When asked about what his favorite memory of the band is, however, he could not choose one.

“The combination of all the performances has been really amazing. Looking back on the evolution of the band, and now seeing that it has become superior is my favorite aspect,” he said.

The Vanguard also seems to attract many types of students, like senior Jerriko Dunn, who was intrigued by the band so much that she decided to pick up the tuba without any previous musical experience before her senior year.

“The band always seemed so involved, and even though I was involved, I wanted to get more involved,” said Dunn.

However, Dunn was surprised at just how time consuming band has been.

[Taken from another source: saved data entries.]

//! Configuration-driven provider construction.
//!
//! Provider crates register a [`ProviderFactory`] under their name.
//! Applications then build a provider (and with it, the stream decoder
//! for its dialect) from a [`ProviderConfig`] without naming the
//! concrete type.
//!
//! ```rust,no_run
//! use llm_conduit::registry::{ProviderConfig, ProviderRegistry};
//!
//! let config = ProviderConfig::new("openai", "gpt-4o-mini").api_key("sk-...");
//! let provider = ProviderRegistry::global().build(&config).expect("provider registered");
//! ```
//!
//! Provider crates expose a `register_global()` helper:
//!
//! ```rust,ignore
//! llm_conduit_openai::register_global();
//! llm_conduit_ollama::register_global();
//! ```

use std::collections::HashMap;
use std::fmt;
use std::sync::{Arc, OnceLock, PoisonError, RwLock, RwLockReadGuard, RwLockWriteGuard};
use std::time::Duration;

use serde_json::Value;

use crate::error::LlmError;
use crate::json::{JsonBackend, default_backend};
use crate::provider::DynProvider;

/// Provider-agnostic construction settings.
///
/// Dialect-specific options go in `extra`; each provider crate documents
/// the keys it reads.
#[derive(Debug, Clone, Default)]
pub struct ProviderConfig {
    /// Registered provider name (`"openai"`, `"anthropic"`, `"gemini"`, `"ollama"`).
    pub provider: String,
    /// API key for authenticated providers.
    pub api_key: Option<String>,
    /// Model identifier.
    pub model: String,
    /// Custom base URL.
    pub base_url: Option<String>,
    /// Request timeout.
    pub timeout: Option<Duration>,
    /// JSON backend for stream payloads. `serde_json` when unset.
    pub json: Option<Arc<dyn JsonBackend>>,
    /// Provider-specific options.
    pub extra: HashMap<String, Value>,
}

impl ProviderConfig {
    /// Creates a config for `provider` and `model`.
    pub fn new(provider: impl Into<String>, model: impl Into<String>) -> Self {
        Self {
            provider: provider.into(),
            model: model.into(),
            ..Default::default()
        }
    }

    /// Sets the API key.
    #[must_use]
    pub fn api_key(mut self, key: impl Into<String>) -> Self {
        self.api_key = Some(key.into());
        self
    }

    /// Sets the base URL.
    #[must_use]
    pub fn base_url(mut self, url: impl Into<String>) -> Self {
        self.base_url = Some(url.into());
        self
    }

    /// Sets the timeout.
    #[must_use]
    pub fn timeout(mut self, timeout: Duration) -> Self {
        self.timeout = Some(timeout);
        self
    }

    /// Sets the JSON backend.
    #[must_use]
    pub fn json_backend(mut self, json: Arc<dyn JsonBackend>) -> Self {
        self.json = Some(json);
        self
    }

    /// Adds a provider-specific option.
    #[must_use]
    pub fn extra(mut self, key: impl Into<String>, value: impl Into<Value>) -> Self {
        self.extra.insert(key.into(), value.into());
        self
    }

    /// The configured JSON backend, or the default one.
    pub fn json_or_default(&self) -> Arc<dyn JsonBackend> {
        self.json.clone().unwrap_or_else(default_backend)
    }

    /// A string option from `extra`.
    pub fn get_extra_str(&self, key: &str) -> Option<&str> {
        self.extra.get(key).and_then(Value::as_str)
    }

    /// A boolean option from `extra`.
    pub fn get_extra_bool(&self, key: &str) -> Option<bool> {
        self.extra.get(key).and_then(Value::as_bool)
    }

    /// An unsigned integer option from `extra`.
    pub fn get_extra_u64(&self, key: &str) -> Option<u64> {
        self.extra.get(key).and_then(Value::as_u64)
    }
}

/// Builds providers of one kind from configuration.
pub trait ProviderFactory: Send + Sync {
    /// Lowercase name the factory is registered under.
    fn name(&self) -> &str;

    /// Creates a provider.
    ///
    /// # Errors
    ///
    /// Returns an error if the configuration is missing something this
    /// provider requires.
    fn build(&self, config: &ProviderConfig) -> Result<Box<dyn DynProvider>, LlmError>;
}

/// A name-to-factory map, safe to share across threads.
///
/// Use [`ProviderRegistry::global()`] for the process-wide instance or
/// [`ProviderRegistry::new()`] for an isolated one.
pub struct ProviderRegistry {
    factories: RwLock<HashMap<String, Arc<dyn ProviderFactory>>>,
}

impl fmt::Debug for ProviderRegistry {
    fn fmt(&self, f: &mut fmt::Formatter<'_>) -> fmt::Result {
        let factories = self.read();
        let names: Vec<_> = factories.keys().collect();
        f.debug_struct("ProviderRegistry")
            .field("providers", &names)
            .finish()
    }
}

impl Default for ProviderRegistry {
    fn default() -> Self {
        Self::new()
    }
}

impl ProviderRegistry {
    /// Creates an empty registry.
    pub fn new() -> Self {
        Self {
            factories: RwLock::new(HashMap::new()),
        }
    }

    /// The process-wide registry.
    pub fn global() -> &'static Self {
        static GLOBAL: OnceLock<ProviderRegistry> = OnceLock::new();
        GLOBAL.get_or_init(ProviderRegistry::new)
    }

    // A panic while holding the lock cannot leave the map half-written,
    // so a poisoned lock is still usable.
    fn read(&self) -> RwLockReadGuard<'_, HashMap<String, Arc<dyn ProviderFactory>>> {
        self.factories.read().unwrap_or_else(PoisonError::into_inner)
    }

    fn write(&self) -> RwLockWriteGuard<'_, HashMap<String, Arc<dyn ProviderFactory>>> {
        self.factories
            .write()
            .unwrap_or_else(PoisonError::into_inner)
    }

    /// Registers a factory, replacing any with the same name.
    pub fn register(&self, factory: Box<dyn ProviderFactory>) -> &Self {
        self.register_shared(Arc::from(factory))
    }

    /// Registers a shared factory, replacing any with the same name.
    pub fn register_shared(&self, factory: Arc<dyn ProviderFactory>) -> &Self {
        let name = factory.name().to_lowercase();
        tracing::debug!(provider = %name, "registering provider factory");
        self.write().insert(name, factory);
        self
    }

    /// Removes a factory. Returns `true` if one was registered.
    pub fn unregister(&self, name: &str) -> bool {
        self.write().remove(&name.to_lowercase()).is_some()
    }

    /// Whether a factory is registered under `name` (case-insensitive).
    pub fn contains(&self, name: &str) -> bool {
        self.read().contains_key(&name.to_lowercase())
    }

    /// Names of all registered factories.
    pub fn providers(&self) -> Vec<String> {
        self.read().keys().cloned().collect()
    }

    /// Builds a provider from `config.provider`'s factory.
    ///
    /// # Errors
    ///
    /// Returns [`LlmError::InvalidRequest`] for an unregistered name, or
    /// whatever the factory returns.
    pub fn build(&self, config: &ProviderConfig) -> Result<Box<dyn DynProvider>, LlmError> {
        let name = config.provider.to_lowercase();
        let factory = {
            let factories = self.read();
            factories.get(&name).cloned().ok_or_else(|| {
                let mut available: Vec<_> = factories.keys().cloned().collect();
                available.sort();
                LlmError::InvalidRequest(format!(
                    "unknown provider '{}'. Available: {available:?}",
                    config.provider
                ))
            })?
        };
        factory.build(config)
    }
}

 “It is a huge commitment,” she said. “There are competitions every Saturday, Tuesday night rehearsals, and Friday night games. I’ve had to readjust many of my other priorities around the band schedule.”

The Vanguard has been active this year. They recently returned from a trip to Washington, D.C., where they played in front of the Washington Monument, looking out toward the White House.

Hodge said this experience prepared his band for competition.

The Vanguard had a busy day Saturday. After the band competed at 1:15 p.m. at Glendale Community College in Phoenix, they were shuttled back to Tucson, where they performed at the University of Arizona Band Day. This day of music concluded when the UA’s band, The Pride of Arizona, performed their entire routine for all the bands present.

Despite the long day, Hodge said his expectations for the weekend were few.

“My expectations are that the kids go out, play the music, and have a good time while they do it. Sometimes kids get pushed so hard, but I believe in the intrinsic value of doing something well while having fun doing it,” he said.